Aim of the exercise »
Read through the lines below for the string "Clone" and copy each one that has it.

Dataset content »
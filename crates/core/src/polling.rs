//! 自适应轮询控制器
//!
//! 每个轮询循环持有一个控制器实例，根据最近一窗口的轮询结果
//! 把睡眠间隔在 [min, max] 之间调快或调慢：持续有活就加速，
//! 持续空轮询就退避，不忙不闲时向基准间隔几何收敛。
//!
//! 各分类阈值与因子没有理论推导，全部保留为独立可调的配置项。

use std::collections::VecDeque;
use std::time::{Duration, Instant};

use serde::{Deserialize, Serialize};
use tracing::debug;

use crate::errors::{QueueError, Result};

/// 自适应轮询参数
#[derive(Debug, Clone, Serialize, Deserialize)]
#[serde(default)]
pub struct PollerConfig {
    /// 基准轮询间隔（毫秒），稳态时向其收敛
    pub base_interval_ms: u64,
    pub min_interval_ms: u64,
    pub max_interval_ms: u64,
    /// 滑动窗口容量 W
    pub window_size: usize,
    /// 空轮询阈值 K：连续空轮询达到 K 次进入退避，
    /// 同时也是繁忙判定的采样长度
    pub idle_streak: usize,
    /// 最近 K 次中有活轮询占比超过该值判定繁忙
    pub busy_rate_threshold: f64,
    /// 最近 K 次平均作业数超过该值判定繁忙
    pub busy_count_threshold: f64,
    /// 退避因子（> 1）
    pub backoff_factor: f64,
    /// 加速因子（0 < x < 1）
    pub speedup_factor: f64,
    /// 连续繁忙达到该次数后追加一次乘性加速
    pub rapid_accel_streak: usize,
    pub rapid_accel_factor: f64,
    /// 退避乘数上限：min(1 + 0.1 * 连续空轮询数, 上限)
    pub max_backoff_multiplier: f64,
    /// 稳态收敛步长（每次向基准靠拢的比例）
    pub convergence_rate: f64,
    /// 两次重算之间的最小墙钟间隔（毫秒），抑制突发抖动
    pub recalc_gap_ms: u64,
}

impl Default for PollerConfig {
    fn default() -> Self {
        Self {
            base_interval_ms: 100,
            min_interval_ms: 25,
            max_interval_ms: 5_000,
            window_size: 20,
            idle_streak: 5,
            busy_rate_threshold: 0.5,
            busy_count_threshold: 3.0,
            backoff_factor: 1.5,
            speedup_factor: 0.75,
            rapid_accel_streak: 10,
            rapid_accel_factor: 0.9,
            max_backoff_multiplier: 3.0,
            convergence_rate: 0.05,
            recalc_gap_ms: 50,
        }
    }
}

/// 间隔上下限之比的合理范围，超出视为配置笔误
const MAX_INTERVAL_RATIO: f64 = 10_000.0;
const MIN_INTERVAL_RATIO: f64 = 2.0;

impl PollerConfig {
    /// 启动时校验；轮询器构造前失败
    pub fn validate(&self) -> Result<()> {
        if self.min_interval_ms == 0 {
            return Err(QueueError::Configuration(
                "polling.min_interval_ms 必须大于 0".to_string(),
            ));
        }
        if self.min_interval_ms >= self.max_interval_ms {
            return Err(QueueError::Configuration(format!(
                "polling.min_interval_ms ({}) 必须小于 max_interval_ms ({})",
                self.min_interval_ms, self.max_interval_ms
            )));
        }
        if self.base_interval_ms < self.min_interval_ms
            || self.base_interval_ms > self.max_interval_ms
        {
            return Err(QueueError::Configuration(format!(
                "polling.base_interval_ms ({}) 必须落在 [{}, {}] 内",
                self.base_interval_ms, self.min_interval_ms, self.max_interval_ms
            )));
        }
        let ratio = self.max_interval_ms as f64 / self.min_interval_ms as f64;
        if !(MIN_INTERVAL_RATIO..=MAX_INTERVAL_RATIO).contains(&ratio) {
            return Err(QueueError::Configuration(format!(
                "polling 间隔上下限之比 {ratio:.1} 超出合理范围 [{MIN_INTERVAL_RATIO}, {MAX_INTERVAL_RATIO}]"
            )));
        }
        if self.backoff_factor <= 1.0 {
            return Err(QueueError::Configuration(format!(
                "polling.backoff_factor ({}) 必须大于 1",
                self.backoff_factor
            )));
        }
        if self.speedup_factor <= 0.0 || self.speedup_factor >= 1.0 {
            return Err(QueueError::Configuration(format!(
                "polling.speedup_factor ({}) 必须落在 (0, 1) 内",
                self.speedup_factor
            )));
        }
        if self.idle_streak == 0 || self.window_size < self.idle_streak {
            return Err(QueueError::Configuration(format!(
                "polling.window_size ({}) 必须不小于 idle_streak ({}) 且二者大于 0",
                self.window_size, self.idle_streak
            )));
        }
        if self.convergence_rate <= 0.0 || self.convergence_rate >= 1.0 {
            return Err(QueueError::Configuration(format!(
                "polling.convergence_rate ({}) 必须落在 (0, 1) 内",
                self.convergence_rate
            )));
        }
        if self.max_backoff_multiplier < 1.0 {
            return Err(QueueError::Configuration(format!(
                "polling.max_backoff_multiplier ({}) 必须不小于 1",
                self.max_backoff_multiplier
            )));
        }
        Ok(())
    }
}

/// 单次轮询结果
#[derive(Debug, Clone, Copy)]
pub struct PollOutcome {
    pub job_count: usize,
    pub had_work: bool,
}

impl PollOutcome {
    pub fn claimed(job_count: usize) -> Self {
        Self {
            job_count,
            had_work: job_count > 0,
        }
    }

    pub fn empty() -> Self {
        Self {
            job_count: 0,
            had_work: false,
        }
    }
}

#[derive(Debug, PartialEq)]
enum Classification {
    Busy,
    Idle,
    Stable,
}

/// 自适应轮询控制器
pub struct AdaptivePoller {
    config: PollerConfig,
    current_interval_ms: f64,
    window: VecDeque<PollOutcome>,
    consecutive_empty: usize,
    consecutive_busy: usize,
    last_adjusted_at: Option<Instant>,
}

impl AdaptivePoller {
    pub fn new(config: PollerConfig) -> Result<Self> {
        config.validate()?;
        let base = config.base_interval_ms as f64;
        Ok(Self {
            window: VecDeque::with_capacity(config.window_size),
            current_interval_ms: base,
            consecutive_empty: 0,
            consecutive_busy: 0,
            last_adjusted_at: None,
            config,
        })
    }

    pub fn current_interval(&self) -> Duration {
        Duration::from_millis(self.current_interval_ms.round() as u64)
    }

    /// 记录一次轮询结果并返回下一次睡眠间隔
    pub fn record(&mut self, outcome: PollOutcome) -> Duration {
        if self.window.len() == self.config.window_size {
            self.window.pop_front();
        }
        self.window.push_back(outcome);

        if outcome.had_work {
            self.consecutive_busy += 1;
            self.consecutive_empty = 0;
        } else {
            self.consecutive_empty += 1;
            self.consecutive_busy = 0;
        }

        // 重算限速：间隔内只记录不调整
        let gap = Duration::from_millis(self.config.recalc_gap_ms);
        if let Some(last) = self.last_adjusted_at {
            if last.elapsed() < gap {
                return self.current_interval();
            }
        }

        let classification = self.classify();
        let next = match classification {
            Classification::Busy => {
                let mut next = self.current_interval_ms * self.config.speedup_factor;
                if self.consecutive_busy >= self.config.rapid_accel_streak {
                    next *= self.config.rapid_accel_factor;
                }
                next
            }
            Classification::Idle => {
                let multiplier = (1.0 + 0.1 * self.consecutive_empty as f64)
                    .min(self.config.max_backoff_multiplier);
                self.current_interval_ms * self.config.backoff_factor * multiplier
            }
            Classification::Stable => {
                let base = self.config.base_interval_ms as f64;
                self.current_interval_ms
                    + (base - self.current_interval_ms) * self.config.convergence_rate
            }
        };

        self.current_interval_ms = next.clamp(
            self.config.min_interval_ms as f64,
            self.config.max_interval_ms as f64,
        );
        self.last_adjusted_at = Some(Instant::now());

        debug!(
            "轮询间隔调整: {:?} -> {:.1}ms (连续空 {}, 连续忙 {})",
            classification, self.current_interval_ms, self.consecutive_empty, self.consecutive_busy
        );

        self.current_interval()
    }

    fn classify(&self) -> Classification {
        let k = self.config.idle_streak;
        let recent: Vec<&PollOutcome> = self.window.iter().rev().take(k).collect();
        if !recent.is_empty() {
            let with_work = recent.iter().filter(|o| o.had_work).count();
            let work_rate = with_work as f64 / recent.len() as f64;
            let mean_count = recent.iter().map(|o| o.job_count).sum::<usize>() as f64
                / recent.len() as f64;
            if work_rate > self.config.busy_rate_threshold
                || mean_count > self.config.busy_count_threshold
            {
                return Classification::Busy;
            }
        }

        if self.consecutive_empty >= k {
            return Classification::Idle;
        }

        Classification::Stable
    }
}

Exercise answer »
#[derive(Debug, Clone, Serialize, Deserialize)]
#[derive(Debug, Clone, Copy)]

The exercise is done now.